Tag Archives: millennials

Today’s 30-Year-Olds Face Steep Challenges

The graph below, which comes from this Axios article, paints a pretty clear picture of the challenges being faced by today’s 30-year-old Americans:

being30.jpg

My kids – 25, 24 and 21 respectively – face a different economic reality than their mother and I did at their age in the early ’90s. On average they and their peers are earning the same amount of money as we did, but all of their expenses are higher. The result? Far fewer are getting married, having children or buying a home by the age of 30.

These trends are already having an impact on our country. At my day job I spend my time thinking about housing, the apartment industry in particular, and I can tell you that we’ve been seeing the impact there. That decline in the rate of homeownership you see in the graph above? That translates into more rental housing, which is obviously a positive thing for the apartment industry.

Even when they do get married, this generation isn’t rushing into parenthood mode. From the article:

  • Having fewer children: When Boomers were in their 20s, the fertility rate was 2.48, well beyond the replacement level of 2.1. Today, it is just 1.76.
  • When a recent survey asked why they were having fewer kids, most young adults said “child care is too expensive.”

And these folks are understandably more risk-averse than we were. After all they saw what happened during the great recession, when millions of people lost their “American Dream” homes to foreclosure. They are much more likely to wait until they know they’re financially solid before they venture into parenthood and homeownership.

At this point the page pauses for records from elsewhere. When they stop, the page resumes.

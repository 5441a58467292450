//! Shared test helpers: store setup and scripted transports.

#![allow(dead_code)]

use async_trait::async_trait;
use chrono::{DateTime, Utc};
use offsync_crypto::{KdfParams, KeyManager};
use offsync_engine::{ApiResponse, EngineError, EngineResult, OutboundRequest, Transport};
use offsync_storage::{ManualClock, SecureStore, StoreConfig};
use std::sync::{Arc, Mutex};
use tracing_subscriber::EnvFilter;

/// Routes engine logs to the test writer. Safe to call from every test.
pub fn init_tracing() {
    let _ = tracing_subscriber::fmt()
        .with_env_filter(EnvFilter::new("offsync_engine=debug,offsync_storage=debug"))
        .with_test_writer()
        .try_init();
}

pub fn t0() -> DateTime<Utc> {
    DateTime::parse_from_rfc3339("2025-01-01T00:00:00Z")
        .unwrap()
        .with_timezone(&Utc)
}

pub fn initialized_keys() -> Arc<KeyManager> {
    let km = KeyManager::with_salt(b"test-application-salt".to_vec(), KdfParams::testing());
    km.initialize("u1", "session-token").unwrap();
    Arc::new(km)
}

/// In-memory store on a manual clock.
pub fn test_store() -> (SecureStore, Arc<ManualClock>) {
    let clock = Arc::new(ManualClock::new(t0()));
    let store = SecureStore::open_in_memory(initialized_keys(), StoreConfig::default())
        .unwrap()
        .with_clock(clock.clone());
    (store, clock)
}

type Responder = dyn Fn(&OutboundRequest) -> EngineResult<ApiResponse> + Send + Sync;

/// Transport that records every call and answers from a closure.
pub struct ScriptedTransport {
    calls: Mutex<Vec<OutboundRequest>>,
    responder: Box<Responder>,
}

impl ScriptedTransport {
    pub fn new(
        responder: impl Fn(&OutboundRequest) -> EngineResult<ApiResponse> + Send + Sync + 'static,
    ) -> Arc<Self> {
        Arc::new(Self {
            calls: Mutex::new(Vec::new()),
            responder: Box::new(responder),
        })
    }

    /// Answers every call with `{success: true, data: {"ok": true}}`.
    pub fn always_ok() -> Arc<Self> {
        Self::new(|_| Ok(ApiResponse::ok(serde_json::json!({ "ok": true }))))
    }

    /// Fails every call as unreachable.
    pub fn always_down() -> Arc<Self> {
        Self::new(|_| Err(EngineError::Network("connection refused".into())))
    }

    pub fn calls(&self) -> Vec<OutboundRequest> {
        self.calls.lock().unwrap().clone()
    }

    pub fn call_urls(&self) -> Vec<String> {
        self.calls().into_iter().map(|c| c.url).collect()
    }
}

#[async_trait]
impl Transport for ScriptedTransport {
    async fn send(&self, request: &OutboundRequest) -> EngineResult<ApiResponse> {
        self.calls.lock().unwrap().push(request.clone());
        (self.responder)(request)
    }
}
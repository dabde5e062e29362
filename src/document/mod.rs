use std::path::Path;

use anyhow::{Result, bail};

mod docx;
mod pdf;
#[cfg(test)]
mod tests;

pub use docx::DocxDocument;
pub use pdf::extract_pdf_text;

pub const POINTS_PER_INCH: f32 = 72.0;

#[derive(Debug, Clone, Copy, PartialEq, Eq)]
pub enum DocumentKind {
    Docx,
    Pdf,
}

impl DocumentKind {
    pub fn from_path(path: &Path) -> Result<Self> {
        let extension = path
            .extension()
            .and_then(|ext| ext.to_str())
            .map(|ext| ext.to_ascii_lowercase())
            .unwrap_or_default();

        match extension.as_str() {
            "docx" => Ok(Self::Docx),
            "pdf" => Ok(Self::Pdf),
            "" => bail!("unsupported document without extension: {}", path.display()),
            other => bail!("unsupported document format '.{other}': {}", path.display()),
        }
    }

    pub fn as_str(self) -> &'static str {
        match self {
            Self::Docx => "docx",
            Self::Pdf => "pdf",
        }
    }
}

#[derive(Debug, Clone, Copy, PartialEq, Eq)]
pub struct Rgb {
    pub r: u8,
    pub g: u8,
    pub b: u8,
}

impl Rgb {
    pub const fn new(r: u8, g: u8, b: u8) -> Self {
        Self { r, g, b }
    }

    pub fn parse_triple(raw: &str) -> Option<Self> {
        let mut parts = raw.trim().split(':');
        let r = parts.next()?.trim().parse().ok()?;
        let g = parts.next()?.trim().parse().ok()?;
        let b = parts.next()?.trim().parse().ok()?;
        if parts.next().is_some() {
            return None;
        }
        Some(Self { r, g, b })
    }

    pub fn parse_hex(raw: &str) -> Option<Self> {
        let hex = raw.trim().trim_start_matches('#');
        if hex.len() != 6 || !hex.is_ascii() {
            return None;
        }
        let r = u8::from_str_radix(&hex[0..2], 16).ok()?;
        let g = u8::from_str_radix(&hex[2..4], 16).ok()?;
        let b = u8::from_str_radix(&hex[4..6], 16).ok()?;
        Some(Self { r, g, b })
    }

    pub fn to_triple(self) -> String {
        format!("{}:{}:{}", self.r, self.g, self.b)
    }

    pub fn to_hex(self) -> String {
        format!("{:02X}{:02X}{:02X}", self.r, self.g, self.b)
    }
}

#[derive(Debug, Clone, Copy, PartialEq, Eq)]
pub enum Alignment {
    Left,
    Center,
    Right,
    Justify,
}

impl Alignment {
    pub fn as_str(self) -> &'static str {
        match self {
            Self::Left => "left",
            Self::Center => "center",
            Self::Right => "right",
            Self::Justify => "justify",
        }
    }

    // Also takes the numeric `WD_ALIGN_PARAGRAPH` forms (`1`, `CENTER (1)`).
    pub fn parse(raw: &str) -> Option<Self> {
        let normalized = raw.trim().to_ascii_lowercase();
        let name = normalized
            .split_whitespace()
            .next()
            .unwrap_or_default()
            .trim_matches(|c: char| c == '(' || c == ')');

        match name {
            "left" | "start" | "0" => Some(Self::Left),
            "center" | "centre" | "1" => Some(Self::Center),
            "right" | "end" | "2" => Some(Self::Right),
            "justify" | "both" | "justified" | "distribute" | "3" => Some(Self::Justify),
            _ => None,
        }
    }
}

#[derive(Debug, Clone, Default, PartialEq)]
pub struct RunFormat {
    pub font_name: Option<String>,
    pub font_size: Option<f32>,
    pub color: Option<Rgb>,
    pub bold: bool,
    pub italic: bool,
}

#[derive(Debug, Clone, Default, PartialEq)]
pub struct Run {
    pub text: String,
    pub format: RunFormat,
}

impl Run {
    pub fn new(text: impl Into<String>, format: RunFormat) -> Self {
        Self {
            text: text.into(),
            format,
        }
    }
}

// A negative first line hangs.
#[derive(Debug, Clone, Copy, PartialEq)]
pub struct Indent {
    pub left_pt: f32,
    pub first_line_pt: f32,
}

impl Indent {
    pub fn left(left_pt: f32) -> Self {
        Self {
            left_pt,
            first_line_pt: 0.0,
        }
    }

    pub fn hanging(width_pt: f32) -> Self {
        Self {
            left_pt: width_pt,
            first_line_pt: -width_pt,
        }
    }
}

#[derive(Debug, Clone, Default, PartialEq)]
pub struct Paragraph {
    pub runs: Vec<Run>,
    pub alignment: Option<Alignment>,
    pub indent: Option<Indent>,
    pub space_before_pt: Option<f32>,
    pub style: Option<String>,
}

impl Paragraph {
    pub fn text(&self) -> String {
        self.runs.iter().map(|run| run.text.as_str()).collect()
    }

    pub fn push_run(&mut self, text: impl Into<String>, format: RunFormat) {
        self.runs.push(Run::new(text, format));
    }
}

#[derive(Debug, Clone, Default, PartialEq)]
pub struct TableCell {
    pub paragraphs: Vec<Paragraph>,
}

impl TableCell {
    #[cfg(test)]
    pub fn text(&self) -> String {
        self.paragraphs
            .iter()
            .map(Paragraph::text)
            .collect::<Vec<_>>()
            .join("\n")
    }
}

#[derive(Debug, Clone, Default, PartialEq)]
pub struct Table {
    pub rows: Vec<Vec<TableCell>>,
    pub style: Option<String>,
}

impl Table {
    #[cfg(test)]
    pub fn column_count(&self) -> usize {
        self.rows.first().map(Vec::len).unwrap_or(0)
    }
}

#[derive(Debug, Clone, PartialEq)]
pub enum BodyElement {
    Paragraph(Paragraph),
    Table(Table),
    Other,
}

#[derive(Debug, Clone, Default, PartialEq)]
pub struct Document {
    pub elements: Vec<BodyElement>,
}

impl Document {
    #[cfg(test)]
    pub fn from_paragraphs(paragraphs: Vec<Paragraph>) -> Self {
        Self {
            elements: paragraphs.into_iter().map(BodyElement::Paragraph).collect(),
        }
    }

    pub fn paragraphs(&self) -> impl Iterator<Item = (usize, &Paragraph)> {
        self.elements
            .iter()
            .enumerate()
            .filter_map(|(position, element)| match element {
                BodyElement::Paragraph(paragraph) => Some((position, paragraph)),
                _ => None,
            })
    }

    pub fn tables(&self) -> impl Iterator<Item = &Table> {
        self.elements.iter().filter_map(|element| match element {
            BodyElement::Table(table) => Some(table),
            _ => None,
        })
    }

    pub fn context_text(&self) -> String {
        let mut lines = self
            .paragraphs()
            .map(|(_, paragraph)| paragraph.text())
            .collect::<Vec<_>>();

        for table in self.tables() {
            for row in &table.rows {
                for cell in row {
                    lines.extend(cell.paragraphs.iter().map(Paragraph::text));
                }
            }
        }

        lines.join("\n")
    }
}

/// An ordered body that rendered answer elements can be spliced into.
pub trait DocumentBody {
    fn insert_element(&mut self, position: usize, element: BodyElement) -> Result<()>;
}

impl DocumentBody for Document {
    fn insert_element(&mut self, position: usize, element: BodyElement) -> Result<()> {
        if position > self.elements.len() {
            bail!(
                "insertion position {position} is past the end of the document ({} elements)",
                self.elements.len()
            );
        }
        self.elements.insert(position, element);
        Ok(())
    }
}

pub fn points_to_twips(points: f32) -> i32 {
    (points * 20.0).round() as i32
}

pub fn points_to_half_points(points: f32) -> usize {
    (points * 2.0).round().max(0.0) as usize
}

So how do we fix this? Well, it begins and ends with household income. Until household income starts increasing at a faster clip than basic household expenses, we’re going to be stuck in place. Sure we can look at trying to control the costs of everyday life, but inflation is an economic reality so even if we reduce the rate of inflation we still need to make up lost ground on the income side. Easier said than done, but it’s something we must get serious about.

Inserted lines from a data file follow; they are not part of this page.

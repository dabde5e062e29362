use std::path::Path;
use std::process::Command;

use anyhow::{Context, Result, bail};
use tracing::debug;

pub fn extract_pdf_text(pdf_path: &Path) -> Result<String> {
    let pages = extract_pages_with_pdftotext(pdf_path)?;
    debug!(path = %pdf_path.display(), pages = pages.len(), "extracted pdf text layer");
    Ok(pages.join("\n"))
}

fn extract_pages_with_pdftotext(pdf_path: &Path) -> Result<Vec<String>> {
    let output = Command::new("pdftotext")
        .arg("-enc")
        .arg("UTF-8")
        .arg(pdf_path)
        .arg("-")
        .output()
        .with_context(|| format!("failed to execute pdftotext for {}", pdf_path.display()))?;

    if !output.status.success() {
        let stderr = String::from_utf8_lossy(&output.stderr);
        bail!(
            "pdftotext returned non-zero exit status for {}: {}",
            pdf_path.display(),
            stderr.trim()
        );
    }

    Ok(split_pages(&String::from_utf8_lossy(&output.stdout)))
}

pub(super) fn split_pages(raw: &str) -> Vec<String> {
    let mut pages: Vec<String> = raw
        .split('\u{000C}')
        .map(|chunk| chunk.replace('\u{0000}', ""))
        .collect();

    while let Some(last_page) = pages.last() {
        if last_page.trim().is_empty() {
            pages.pop();
            continue;
        }
        break;
    }

    pages
}
use anyhow::Result;
use tracing::{info, warn};

use crate::cli::StatusArgs;
use crate::generator::{EMPTY_ANSWER, ERROR_ANSWER};
use crate::matcher::{AnswerBook, AnswerMatcher, ContainmentMatcher};
use crate::model::{AnswersManifest, QuestionsManifest};
use crate::util::read_json;

pub fn run(args: StatusArgs) -> Result<()> {
    info!(
        questions = %args.questions.display(),
        answers = %args.answers.display(),
        "status requested"
    );

    if args.questions.exists() {
        let questions: QuestionsManifest = read_json(&args.questions)?;
        info!(
            questions = questions.questions.len(),
            located = questions.question_indices.len(),
            context_chars = questions.context.chars().count(),
            source = %questions.source.as_ref().map(|source| source.path.as_str()).unwrap_or_default(),
            extracted_at = %questions.source.as_ref().map(|source| source.extracted_at.as_str()).unwrap_or_default(),
            "loaded questions file"
        );
    } else {
        warn!(path = %args.questions.display(), "questions file missing");
    }

    if args.answers.exists() {
        let answers: AnswersManifest = read_json(&args.answers)?;
        let errors = count_answers(&answers, ERROR_ANSWER);
        let empty = count_answers(&answers, EMPTY_ANSWER);

        let book = AnswerBook::from_pairs(&answers.qa_pairs);
        let records = answers.question_records();
        let matched = records
            .iter()
            .filter(|record| ContainmentMatcher.find(&record.text, &book).is_some())
            .count();

        info!(
            pairs = answers.qa_pairs.len(),
            failed = errors,
            empty,
            located = records.len(),
            matched,
            unmatched = records.len() - matched,
            "loaded answers file"
        );
    } else {
        warn!(path = %args.answers.display(), "answers file missing");
    }

    Ok(())
}

fn count_answers(manifest: &AnswersManifest, sentinel: &str) -> usize {
    manifest
        .qa_pairs
        .iter()
        .filter(|pair| pair.answer.trim() == sentinel)
        .count()
}
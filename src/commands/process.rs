use anyhow::{Context, Result};
use tracing::{info, warn};

use crate::cli::ProcessArgs;
use crate::commands::{extract, generate, write};
use crate::document::DocumentKind;

pub fn run(args: ProcessArgs) -> Result<()> {
    info!(
        input = %args.input.display(),
        output = %args.output.display(),
        questions = %args.questions.display(),
        answers = %args.answers.display(),
        "processing lab manual"
    );

    extract::extract(&args.input, &args.questions).context("question extraction failed")?;
    generate::generate(&args.questions, &args.answers, &args.generation)
        .context("answer generation failed")?;

    if DocumentKind::from_path(&args.input)? != DocumentKind::Docx {
        warn!(
            input = %args.input.display(),
            answers = %args.answers.display(),
            "answers saved; only docx documents can be annotated"
        );
        return Ok(());
    }

    write::write(&args.input, &args.answers, &args.output).context("writing answers failed")?;

    info!(output = %args.output.display(), "processing complete");
    Ok(())
}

Where Are the Young Home Buyers?

*This is a cross post of something I wrote for the day job.

It’s no secret that there’s a dearth of younger home buyers these days, but why are young adults still slow to move from renting to buying even though the economy is finally growing? Shane Squires of MPF Research wrote about some of the challenges faced by millennials:

For starters, income levels for those between 25 and 34 are down. Median household income for that demographic has declined between roughly 5% and 15% in real terms from 2000 to 2012 for every education level of the head of household, according to the National Center for Education Statistics. And in 2013, the real median net worth of households under 35 years old was just $10,400. That was approximately 32% below the level estimated in 2001, according to the Federal Reserve Survey of Consumer Finances…

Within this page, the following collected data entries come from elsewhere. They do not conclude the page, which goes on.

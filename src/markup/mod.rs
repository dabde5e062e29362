use crate::document::{Indent, POINTS_PER_INCH, Paragraph, RunFormat};
use crate::model::QuestionFormat;


pub const BULLET: char = '•';
pub const BULLET_RUN: &str = "• ";
pub const BULLET_INDENT_PT: f32 = 0.25 * POINTS_PER_INCH;

#[derive(Debug, Clone, Copy, PartialEq, Eq)]
pub enum Emphasis {
    Bold,
    Italic,
    BoldItalic,
}

impl Emphasis {
    const ALL: [Emphasis; 3] = [Emphasis::Bold, Emphasis::Italic, Emphasis::BoldItalic];

    pub fn open_tag(self) -> &'static str {
        match self {
            Self::Bold => "<b>",
            Self::Italic => "<i>",
            Self::BoldItalic => "<bi>",
        }
    }

    pub fn close_tag(self) -> &'static str {
        match self {
            Self::Bold => "</b>",
            Self::Italic => "</i>",
            Self::BoldItalic => "</bi>",
        }
    }

    pub fn is_bold(self) -> bool {
        matches!(self, Self::Bold | Self::BoldItalic)
    }

    pub fn is_italic(self) -> bool {
        matches!(self, Self::Italic | Self::BoldItalic)
    }
}

#[derive(Debug, Clone, Copy, PartialEq, Eq)]
pub enum MarkupEvent<'a> {
    Bullet,
    Text(&'a str),
    Open(Emphasis),
    Close(Emphasis),
}

#[derive(Debug, Clone, PartialEq, Eq)]
pub struct StyledRun<'a> {
    pub text: &'a str,
    pub bold: bool,
    pub italic: bool,
}

#[derive(Debug, Clone, Default, PartialEq, Eq)]
pub struct ParsedFragment<'a> {
    pub bullet: bool,
    pub runs: Vec<StyledRun<'a>>,
}

impl ParsedFragment<'_> {
    #[cfg(test)]
    pub fn plain_text(&self) -> String {
        self.runs.iter().map(|run| run.text).collect()
    }
}

pub fn tokenize(fragment: &str) -> Vec<MarkupEvent<'_>> {
    let mut events = Vec::new();
    let mut remaining = fragment;

    if let Some(rest) = fragment.strip_prefix(BULLET) {
        events.push(MarkupEvent::Bullet);
        remaining = rest.trim();
    }

    let mut position = 0;
    while position < remaining.len() {
        let Some((tag_start, emphasis)) = earliest_open_tag(remaining, position) else {
            events.push(MarkupEvent::Text(&remaining[position..]));
            break;
        };

        if tag_start > position {
            events.push(MarkupEvent::Text(&remaining[position..tag_start]));
        }

        let content_start = tag_start + emphasis.open_tag().len();
        let Some(offset) = remaining[content_start..].find(emphasis.close_tag()) else {
            if content_start < remaining.len() {
                events.push(MarkupEvent::Text(&remaining[content_start..]));
            }
            break;
        };

        let content_end = content_start + offset;
        events.push(MarkupEvent::Open(emphasis));
        if content_end > content_start {
            events.push(MarkupEvent::Text(&remaining[content_start..content_end]));
        }
        events.push(MarkupEvent::Close(emphasis));
        position = content_end + emphasis.close_tag().len();
    }

    events
}

// Tag literals are prefix-distinct, so two tags never start at the same index.
fn earliest_open_tag(text: &str, from: usize) -> Option<(usize, Emphasis)> {
    Emphasis::ALL
        .iter()
        .filter_map(|emphasis| {
            text[from..]
                .find(emphasis.open_tag())
                .map(|offset| (from + offset, *emphasis))
        })
        .min_by_key(|(index, _)| *index)
}

pub fn parse_fragment(fragment: &str) -> ParsedFragment<'_> {
    let mut parsed = ParsedFragment::default();
    let mut active: Option<Emphasis> = None;

    for event in tokenize(fragment) {
        match event {
            MarkupEvent::Bullet => {
                parsed.bullet = true;
                parsed.runs.push(StyledRun {
                    text: BULLET_RUN,
                    bold: false,
                    italic: false,
                });
            }
            MarkupEvent::Text(text) => parsed.runs.push(StyledRun {
                text,
                bold: active.is_some_and(Emphasis::is_bold),
                italic: active.is_some_and(Emphasis::is_italic),
            }),
            MarkupEvent::Open(emphasis) => active = Some(emphasis),
            MarkupEvent::Close(_) => active = None,
        }
    }

    parsed
}

pub fn render_fragment(paragraph: &mut Paragraph, fragment: &str, format: &QuestionFormat) {
    let parsed = parse_fragment(fragment);
    let base = format.run_format();

    if parsed.bullet {
        paragraph.indent = Some(Indent::hanging(BULLET_INDENT_PT));
    }

    for run in parsed.runs {
        paragraph.push_run(
            run.text,
            RunFormat {
                bold: run.bold,
                italic: run.italic,
                ..base.clone()
            },
        );
    }

    if format.alignment.is_some() {
        paragraph.alignment = format.alignment;
    }
}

He then cites some data showing that the combination of an increasing population and anemic job growth coming out of the past two recessions led to a highly competitive job market that prompted many students to continue on to grad school. That demand allowed universities to jack up tuition which led to more debt:

That brings us to the most commonly cited economic constraint for Gen Y – student debt. Over the decade from 2002-2003 to 2012-2013, the number of full-time undergraduate students rose from 9.1 million to 11.6 million people, according to College Board. That increased demand enabled higher education institutions to raise tuition prices 51% past the rate of inflation in the past 10 years,…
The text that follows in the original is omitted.